Autor: Cyborg Fecha: A: exim-users Asunto: Re: [exim] Exim (aoom) named in context of new TLS cross-protocol
attack
Am 11.06.21 um 00:37 schrieb Jeremy Harris via Exim-users: > On 10/06/2021 13:52, Cyborg via Exim-users wrote:
>> After reading the paper a bit closer, rejecting the entire connection
>> when a HTTP headerline is detected,
>> seems to be only valid option here, as long as ALPN isn't implemented
>> widely.
>
> Do we need ACL-level visibilty of a synprot-rejected line?
>
don't think so, as the first line of communication will be rejected,
there is no smtp happening.
>> Heikos suggestion to set smtp_max_synprot_errors = 0 is the
>> workaround to go atm.
>
> But, ALPN implemented by what protocols?

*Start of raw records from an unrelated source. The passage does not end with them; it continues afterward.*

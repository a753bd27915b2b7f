//! CLI command definitions, routing, and tracing setup.

mod images;
mod login;
mod members;
mod newsletters;
mod posts;
mod site;
mod tags;
mod tiers;
mod users;

use std::time::Duration;

use clap::{Args, Parser, Subcommand};
use color_eyre::eyre::Result;
use ghostwriter_client::{AdminClient, ApiResource, ClientOptions, Query, list, list_all};
use ghostwriter_shared::{AppConfig, Overrides, load_config};
use tokio_util::sync::CancellationToken;
use tracing::{debug, warn};

use crate::output::{self, OutputFormat};

// ---------------------------------------------------------------------------
// CLI structure
// ---------------------------------------------------------------------------

/// Manage a Ghost site from the terminal.
#[derive(Parser)]
#[command(
    name = "ghostwriter",
    version,
    about = "Command-line client for the Ghost Admin API.",
    long_about = "Command-line client for the Ghost Admin API.\n\n\
        Credentials come from --url/--key, the GHOST_URL and GHOST_ADMIN_KEY\n\
        environment variables, or a profile saved by `ghostwriter login`."
)]
pub(crate) struct Cli {
    /// Ghost site URL.
    #[arg(long, env = "GHOST_URL", global = true)]
    pub url: Option<String>,

    /// Admin API key (`id:secret`).
    #[arg(long, env = "GHOST_ADMIN_KEY", global = true, hide_env_values = true)]
    pub key: Option<String>,

    /// Config profile to use.
    #[arg(short, long, env = "GHOST_PROFILE", global = true)]
    pub profile: Option<String>,

    /// Output format: text or json.
    #[arg(short, long, default_value = "text", global = true)]
    pub output: OutputFormat,

    /// Log format: text (default) or json.
    #[arg(long, default_value = "text", global = true)]
    pub log_format: LogFormat,

    /// Verbosity level (-v, -vv, -vvv).
    #[arg(short, long, action = clap::ArgAction::Count, global = true)]
    pub verbose: u8,

    #[command(subcommand)]
    pub command: Command,
}

/// Log output format.
#[derive(Clone, Debug, clap::ValueEnum)]
pub(crate) enum LogFormat {
    Text,
    Json,
}

/// Top-level CLI subcommands.
#[derive(Subcommand)]
pub(crate) enum Command {
    #[command(flatten)]
    Site(SiteCommand),

    /// Save credentials for a Ghost site as a profile.
    Login(login::LoginArgs),

    /// List configured profiles.
    #[command(alias = "profile")]
    Profiles,
}

/// Subcommands that talk to a Ghost site.
#[derive(Subcommand)]
pub(crate) enum SiteCommand {
    /// Manage posts.
    Posts {
        #[command(subcommand)]
        action: posts::PostAction,
    },

    /// Manage pages.
    Pages {
        #[command(subcommand)]
        action: posts::PageAction,
    },

    /// Manage tags.
    Tags {
        #[command(subcommand)]
        action: tags::TagAction,
    },

    /// Manage members.
    Members {
        #[command(subcommand)]
        action: members::MemberAction,
    },

    /// Manage membership tiers.
    Tiers {
        #[command(subcommand)]
        action: tiers::TierAction,
    },

    /// Manage newsletters.
    Newsletters {
        #[command(subcommand)]
        action: newsletters::NewsletterAction,
    },

    /// View staff users.
    Users {
        #[command(subcommand)]
        action: users::UserAction,
    },

    /// Site information.
    Site {
        #[command(subcommand)]
        action: site::SiteAction,
    },

    /// Upload images.
    Images {
        #[command(subcommand)]
        action: images::ImageAction,
    },
}

/// Paging flags shared by `list` subcommands.
#[derive(Args, Debug, Clone)]
pub(crate) struct ListArgs {
    /// Number of items to return.
    #[arg(long, default_value_t = 15)]
    pub limit: u32,

    /// Page number.
    #[arg(long, default_value_t = 1)]
    pub page: u64,

    /// Fetch every page (ignores --limit and --page).
    #[arg(long)]
    pub all: bool,

    /// Server-side filter expression (e.g. `status:draft`).
    #[arg(long)]
    pub filter: Option<String>,
}

// ---------------------------------------------------------------------------
// Tracing setup
// ---------------------------------------------------------------------------

/// Initialize tracing based on CLI flags. Logs go to stderr.
pub(crate) fn init_tracing(cli: &Cli) {
    use tracing_subscriber::{EnvFilter, fmt};

    let filter = match cli.verbose {
        0 => "ghostwriter=warn",
        1 => "ghostwriter=info",
        2 => "ghostwriter=debug",
        _ => "ghostwriter=trace",
    };

    let env_filter = EnvFilter::try_from_default_env()
        .unwrap_or_else(|_| EnvFilter::new(filter));

    match cli.log_format {
        LogFormat::Text => {
            fmt()
                .with_env_filter(env_filter)
                .with_target(false)
                .with_writer(std::io::stderr)
                .init();
        }
        LogFormat::Json => {
            fmt()
                .json()
                .with_env_filter(env_filter)
                .with_writer(std::io::stderr)
                .init();
        }
    }
}

// ---------------------------------------------------------------------------
// Command dispatch
// ---------------------------------------------------------------------------

/// State shared by every site command.
pub(crate) struct Ctx<'a> {
    pub client: AdminClient<'a>,
    pub output: OutputFormat,
    pub page_size: u32,
}

impl Ctx<'_> {
    pub(crate) fn json(&self) -> bool {
        self.output == OutputFormat::Json
    }
}

/// `login` must still run when the config file is broken, since it rewrites it.
fn login_config(loaded: ghostwriter_shared::Result<AppConfig>) -> AppConfig {
    loaded.unwrap_or_else(|e| {
        warn!(error = %e, "ignoring unreadable config");
        AppConfig::default()
    })
}

fn client_options(config: &AppConfig, cancel: CancellationToken) -> ClientOptions {
    ClientOptions {
        timeout: Duration::from_secs(config.defaults.timeout_secs),
        cancel,
    }
}

/// Run the CLI command.
pub(crate) async fn run(cli: Cli, cancel: CancellationToken) -> Result<()> {
    let overrides = Overrides {
        url: cli.url,
        key: cli.key,
        profile: cli.profile,
    };

    let command = match cli.command {
        Command::Site(command) => command,
        Command::Login(args) => {
            let options = client_options(&login_config(load_config()), cancel);
            return login::cmd_login(args, &overrides, options, cli.output).await;
        }
        Command::Profiles => return login::cmd_profiles(&load_config()?, cli.output),
    };

    let config = load_config()?;
    let options = client_options(&config, cancel);

    let endpoint = config.resolve_endpoint(&overrides)?;
    debug!(url = endpoint.base_url(), "resolved endpoint");

    let ctx = Ctx {
        client: AdminClient::new(&endpoint, options)?,
        output: cli.output,
        page_size: config.defaults.page_size,
    };

    match command {
        SiteCommand::Posts { action } => posts::run_posts(&ctx, action).await,
        SiteCommand::Pages { action } => posts::run_pages(&ctx, action).await,
        SiteCommand::Tags { action } => tags::run(&ctx, action).await,
        SiteCommand::Members { action } => members::run(&ctx, action).await,
        SiteCommand::Tiers { action } => tiers::run(&ctx, action).await,
        SiteCommand::Newsletters { action } => newsletters::run(&ctx, action).await,
        SiteCommand::Users { action } => users::run(&ctx, action).await,
        SiteCommand::Site { action } => site::run(&ctx, action).await,
        SiteCommand::Images { action } => images::run(&ctx, action).await,
    }
}

// ---------------------------------------------------------------------------
// Shared helpers
// ---------------------------------------------------------------------------

/// One page, or every page with a spinner when `--all` is set.
pub(crate) async fn fetch_listing<R: ApiResource>(ctx: &Ctx<'_>, args: &ListArgs) -> Result<Vec<R>> {
    let mut extra = Query::new();
    if let Some(filter) = args.filter.as_deref().filter(|f| !f.is_empty()) {
        extra.push("filter", filter);
    }

    if args.all {
        let spinner = output::spinner(format!("Fetching all {}", R::COLLECTION));
        let result = list_all::<R>(&ctx.client, ctx.page_size, &extra).await;
        spinner.finish_and_clear();
        return Ok(result?);
    }

    Ok(list::<R>(&ctx.client, args.limit, args.page, &extra).await?.items)
}

/// Print the `{deleted, name}` confirmation for a removed record.
pub(crate) fn print_deleted(ctx: &Ctx<'_>, singular: &str, id: &str, label: &str) -> Result<()> {
    if ctx.json() {
        return output::print_json(&serde_json::json!({ "deleted": id, "name": label }));
    }
    println!("Deleted {singular}: {label} ({id})");
    Ok(())
}

/// Blank strings from flags mean "not given".
pub(crate) fn non_empty(value: Option<String>) -> Option<String> {
    value.filter(|v| !v.trim().is_empty())
}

> All, but esmtp. Thats the whole point of ALPN. "You reject whats not
intendet for you."
> The next level would be something like
> - server option hosts_require_alpn
> - client options hosts_offer_alpn, hosts_require_alpn
> And logging.
as a consequence, yes. ATM only a few others have adopted ALPN, so you
can plan and implement those features without any hurry.
I can imagine, that gnutls, libre and openssl also need time to offer
api functions to support or enable this. So it will take time anyway,
before it can be implemented fully. For the moment, a reject reaction on
any HTTP/ header or a default of 0 protocol errors would be sufficient.